変異は置換部位(アミノ配列に影響を与える部位)よりも沈黙部位において早く起こる。置換部位での不一致率は時計として利用できる、１％の差異は百万年に相当する。よってこの時計はグループの二つの構成要因間の分岐の時を計算するのに利用できる。

一列のクラスターは転写され得る配列とそうでないスペーサーからなる単位が多数繰り返されている。ｒＲＮＡ遺伝子クラスターは単一のｒＲＮＡ前駆物質しかコードされていない。クラスター中の活性のある遺伝子の維持は、遺伝子逆転や非相同クロスオーバーがクラスター全域に変異を起こすというメカニズムによっている。そのため進化するような状態にさらされている。

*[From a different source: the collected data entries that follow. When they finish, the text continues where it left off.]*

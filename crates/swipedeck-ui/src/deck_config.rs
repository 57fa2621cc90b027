use swipedeck_animation::{Extrapolate, SpringSpec};

use crate::error::DeckConfigError;

/// Tuning for a [`crate::SwipeDeck`].
///
/// Distances are expressed as fractions of `reference_width`, usually the
/// viewport width.
#[derive(Debug, Clone, Copy, PartialEq)]
pub struct SwipeDeckConfig {
    pub reference_width: f32,
    /// Release beyond this fraction of the width dismisses the card.
    pub dismiss_threshold_fraction: f32,
    /// Where a dismissed card flies to, as a fraction of the width.
    pub offscreen_distance_factor: f32,
    /// Rotation reached at the offscreen distance.
    pub max_rotation_degrees: f32,
    /// Scale of the next card while the top card rests at center.
    pub min_next_card_scale: f32,
    /// Scale of the top card while it is held.
    pub pressed_scale: f32,
    pub spring: SpringSpec,
    pub rotation_extrapolate: Extrapolate,
}

impl SwipeDeckConfig {
    pub const DEFAULT_DISMISS_THRESHOLD_FRACTION: f32 = 0.4;
    pub const DEFAULT_OFFSCREEN_DISTANCE_FACTOR: f32 = 1.2;
    pub const DEFAULT_MAX_ROTATION_DEGREES: f32 = 15.0;
    pub const DEFAULT_MIN_NEXT_CARD_SCALE: f32 = 0.7;
    pub const DEFAULT_PRESSED_SCALE: f32 = 0.95;

    pub fn new(reference_width: f32) -> Self {
        Self {
            reference_width,
            dismiss_threshold_fraction: Self::DEFAULT_DISMISS_THRESHOLD_FRACTION,
            offscreen_distance_factor: Self::DEFAULT_OFFSCREEN_DISTANCE_FACTOR,
            max_rotation_degrees: Self::DEFAULT_MAX_ROTATION_DEGREES,
            min_next_card_scale: Self::DEFAULT_MIN_NEXT_CARD_SCALE,
            pressed_scale: Self::DEFAULT_PRESSED_SCALE,
            spring: SpringSpec::default(),
            rotation_extrapolate: Extrapolate::Extend,
        }
    }

    pub fn with_dismiss_threshold_fraction(mut self, fraction: f32) -> Self {
        self.dismiss_threshold_fraction = fraction;
        self
    }

    pub fn with_offscreen_distance_factor(mut self, factor: f32) -> Self {
        self.offscreen_distance_factor = factor;
        self
    }

    pub fn with_max_rotation_degrees(mut self, degrees: f32) -> Self {
        self.max_rotation_degrees = degrees;
        self
    }

    pub fn with_min_next_card_scale(mut self, scale: f32) -> Self {
        self.min_next_card_scale = scale;
        self
    }

    pub fn with_pressed_scale(mut self, scale: f32) -> Self {
        self.pressed_scale = scale;
        self
    }

    pub fn with_spring(mut self, spring: SpringSpec) -> Self {
        self.spring = spring;
        self
    }

    pub fn with_rotation_extrapolate(mut self, extrapolate: Extrapolate) -> Self {
        self.rotation_extrapolate = extrapolate;
        self
    }

    /// Release distance beyond which a card is dismissed.
    pub fn dismiss_limit(&self) -> f32 {
        self.dismiss_threshold_fraction * self.reference_width
    }

    /// Distance a dismissed card travels from center.
    pub fn offscreen_distance(&self) -> f32 {
        self.offscreen_distance_factor * self.reference_width
    }

    pub fn validate(&self) -> Result<(), DeckConfigError> {
        let scalars = [
            ("reference_width", self.reference_width),
            ("dismiss_threshold_fraction", self.dismiss_threshold_fraction),
            ("offscreen_distance_factor", self.offscreen_distance_factor),
            ("max_rotation_degrees", self.max_rotation_degrees),
            ("min_next_card_scale", self.min_next_card_scale),
            ("pressed_scale", self.pressed_scale),
        ];
        if let Some(&(field, _)) = scalars.iter().find(|(_, value)| !value.is_finite()) {
            return Err(DeckConfigError::NonFiniteValue { field });
        }
        if self.reference_width <= 0.0 {
            return Err(DeckConfigError::NonPositiveReferenceWidth {
                value: self.reference_width,
            });
        }
        if self.dismiss_threshold_fraction <= 0.0 {
            return Err(DeckConfigError::ThresholdFractionOutOfRange {
                value: self.dismiss_threshold_fraction,
            });
        }
        if self.offscreen_distance_factor <= self.dismiss_threshold_fraction {
            return Err(DeckConfigError::OffscreenFactorTooSmall {
                factor: self.offscreen_distance_factor,
                threshold: self.dismiss_threshold_fraction,
            });
        }
        for (field, value) in [
            ("pressed_scale", self.pressed_scale),
            ("min_next_card_scale", self.min_next_card_scale),
        ] {
            if !(0.0..=1.0).contains(&value) {
                return Err(DeckConfigError::ScaleOutOfRange { field, value });
            }
        }
        if !self.spring.is_valid() {
            return Err(DeckConfigError::InvalidSpring);
        }
        Ok(())
    }
}
//! Core runtime for the SwipeDeck interaction models.
//!
//! Provides the single-threaded frame-callback queue that drives animations,
//! the [`FrameClock`] used to register per-frame work, and observable
//! [`MutableState`] cells read by renderers.

mod frame_clock;
mod platform;
mod runtime;
mod state;

pub use frame_clock::{FrameCallbackRegistration, FrameClock};
pub use platform::{Clock, NoopScheduler, RuntimeScheduler};
pub use runtime::{Runtime, RuntimeHandle};
pub use state::{MutableState, State};

pub(crate) type FrameCallbackId = u64;

/// Nanoseconds between frames at 60 FPS.
pub const FRAME_INTERVAL_NANOS: u64 = 16_666_667;

/// Creates a runtime whose scheduler ignores frame requests.
pub fn headless_runtime() -> Runtime {
    Runtime::new(std::sync::Arc::new(NoopScheduler))
}

#[cfg(test)]
#[path = "tests/runtime_tests.rs"]
mod tests;
//! Wall-clock frame loop for hosts without a platform vsync.
//!
//! [`StdRuntime`] stamps frames with the time since it was created and paces
//! them with [`StdRuntime::run_until_idle`]. A frame is drawn whenever a frame
//! callback is pending or something wrote state since the last frame.

use std::fmt;
use std::sync::atomic::{AtomicBool, Ordering};
use std::sync::Arc;
use std::thread;
use std::time::Duration;

use swipedeck_core::{Clock, Runtime, RuntimeHandle, RuntimeScheduler, FRAME_INTERVAL_NANOS};
use web_time::Instant;

/// Scheduler that remembers whether a frame was requested.
#[derive(Debug, Default)]
pub struct StdScheduler {
    frame_requested: AtomicBool,
}

impl StdScheduler {
    /// Returns whether a frame has been requested since the last call.
    pub fn take_frame_request(&self) -> bool {
        self.frame_requested.swap(false, Ordering::SeqCst)
    }
}

impl RuntimeScheduler for StdScheduler {
    fn schedule_frame(&self) {
        self.frame_requested.store(true, Ordering::SeqCst);
    }
}

/// Monotonic clock backed by [`web_time::Instant`].
#[derive(Debug, Default, Clone, Copy)]
pub struct StdClock;

impl Clock for StdClock {
    type Instant = Instant;

    fn now(&self) -> Self::Instant {
        Instant::now()
    }

    fn elapsed_nanos(&self, since: Self::Instant) -> u64 {
        u64::try_from(since.elapsed().as_nanos()).unwrap_or(u64::MAX)
    }
}

/// The frame loop drew its whole budget without the runtime going idle.
#[derive(Debug, Clone, Copy, PartialEq, Eq)]
pub struct FrameBudgetExceeded {
    pub frames: usize,
}

impl fmt::Display for FrameBudgetExceeded {
    fn fmt(&self, f: &mut fmt::Formatter<'_>) -> fmt::Result {
        write!(f, "still animating after {} frames", self.frames)
    }
}

impl std::error::Error for FrameBudgetExceeded {}

pub struct StdRuntime {
    scheduler: Arc<StdScheduler>,
    clock: StdClock,
    runtime: Runtime,
    started_at: Instant,
    frame_interval: Duration,
}

impl StdRuntime {
    pub fn new() -> Self {
        let scheduler = Arc::new(StdScheduler::default());
        let runtime = Runtime::new(scheduler.clone());
        Self {
            scheduler,
            clock: StdClock,
            runtime,
            started_at: StdClock.now(),
            frame_interval: Duration::from_nanos(FRAME_INTERVAL_NANOS),
        }
    }

    /// Paces [`run_until_idle`](Self::run_until_idle) at `interval` instead of 60 FPS.
    pub fn with_frame_interval(mut self, interval: Duration) -> Self {
        self.frame_interval = interval;
        self
    }

    pub fn runtime_handle(&self) -> RuntimeHandle {
        self.runtime.handle()
    }

    /// Returns whether state changed or a callback was queued since the last poll.
    pub fn take_frame_request(&self) -> bool {
        self.scheduler.take_frame_request()
    }

    pub fn has_frame_callbacks(&self) -> bool {
        self.runtime.has_frame_callbacks()
    }

    /// Drains pending frame callbacks stamped with the time since this runtime was created.
    ///
    /// Returns the frame time that was used.
    pub fn pump_frame(&self) -> u64 {
        let now = self.clock.elapsed_nanos(self.started_at);
        self.runtime.drain_frame_callbacks(now);
        now
    }

    /// Draws frames on the wall clock until nothing is pending.
    ///
    /// `on_frame` runs after each drain with the frame time, standing in for
    /// the host's render pass. Returns how many frames were drawn.
    pub fn run_until_idle(
        &self,
        max_frames: usize,
        mut on_frame: impl FnMut(u64),
    ) -> Result<usize, FrameBudgetExceeded> {
        let mut frames = 0;
        let mut deadline = self.clock.now();
        loop {
            let requested = self.take_frame_request();
            if !requested && !self.has_frame_callbacks() {
                log::trace!("frame loop idle after {frames} frames");
                return Ok(frames);
            }
            if frames == max_frames {
                log::warn!("frame loop gave up after {frames} frames");
                return Err(FrameBudgetExceeded { frames });
            }

            deadline += self.frame_interval;
            let now = self.clock.now();
            if deadline > now {
                thread::sleep(deadline - now);
            } else {
                // Running behind; restart the cadence from here.
                deadline = now;
            }

            let frame_time = self.pump_frame();
            on_frame(frame_time);
            frames += 1;
        }
    }
}

impl fmt::Debug for StdRuntime {
    fn fmt(&self, f: &mut fmt::Formatter<'_>) -> fmt::Result {
        f.debug_struct("StdRuntime")
            .field("scheduler", &self.scheduler)
            .field("frame_interval", &self.frame_interval)
            .finish()
    }
}

impl Default for StdRuntime {
    fn default() -> Self {
        Self::new()
    }
}

#[cfg(test)]
#[path = "tests/std_runtime_tests.rs"]
mod tests;
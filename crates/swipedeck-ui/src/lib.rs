//! Interaction models for the SwipeDeck demos.
//!
//! [`SwipeDeck`] turns a horizontal drag into like/dismiss decisions with
//! spring-driven settling. [`AnimatedBox`] toggles between two positions on
//! tap. Both are headless: a renderer polls their read accessors each frame
//! while the host drains the runtime's frame callbacks.

mod animated_box;
mod card_content;
mod deck_config;
mod error;
mod swipe_deck;

pub use animated_box::{AnimatedBox, AnimatedBoxConfig};
pub use card_content::{CardContentProvider, IconCatalog, OverflowPolicy};
pub use deck_config::SwipeDeckConfig;
pub use error::DeckConfigError;
pub use swipe_deck::{DeckPhase, DerivedVisuals, SwipeDeck, SwipeDirection, SwipeOutcome};

pub use swipedeck_animation::{AnimationSpec, Easing, Extrapolate, SpringSpec};
pub use swipedeck_core::{Runtime, RuntimeHandle};
pub use swipedeck_foundation::{DragEvent, PointerEvent, PointerEventKind};

#[cfg(test)]
#[path = "tests/swipe_deck_tests.rs"]
mod swipe_deck_tests;

#[cfg(test)]
#[path = "tests/animated_box_tests.rs"]
mod animated_box_tests;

サテライトＤＮＡにはとても短い配列の繰り返しが数多く連続している。遠心分画よりこれが偏った塩基構成を持つ事が分かる。サテライトＤＮＡは動原体の異質染色質の中に集中している、しかしその機能は(あったとしたら)解明されていない。節足動物ではこの繰り返し単位は全て同じであり、哺乳動物では似ているだけである。そしてサテライトの量や任意に選ばれた配列の違いから進化の階層を組み立てる事が出来る。

非相同クロスオーバーはサテライトＤＮＡ組織の主要な決定因子であるとされている。クロスオーバーが固定されると言う事はクラスター全域に広がった多様性の能力を説明する。ミニサテライトはサテライトに似た性質を持つがもっと小さい。これは人の遺伝地図作りに役立つ。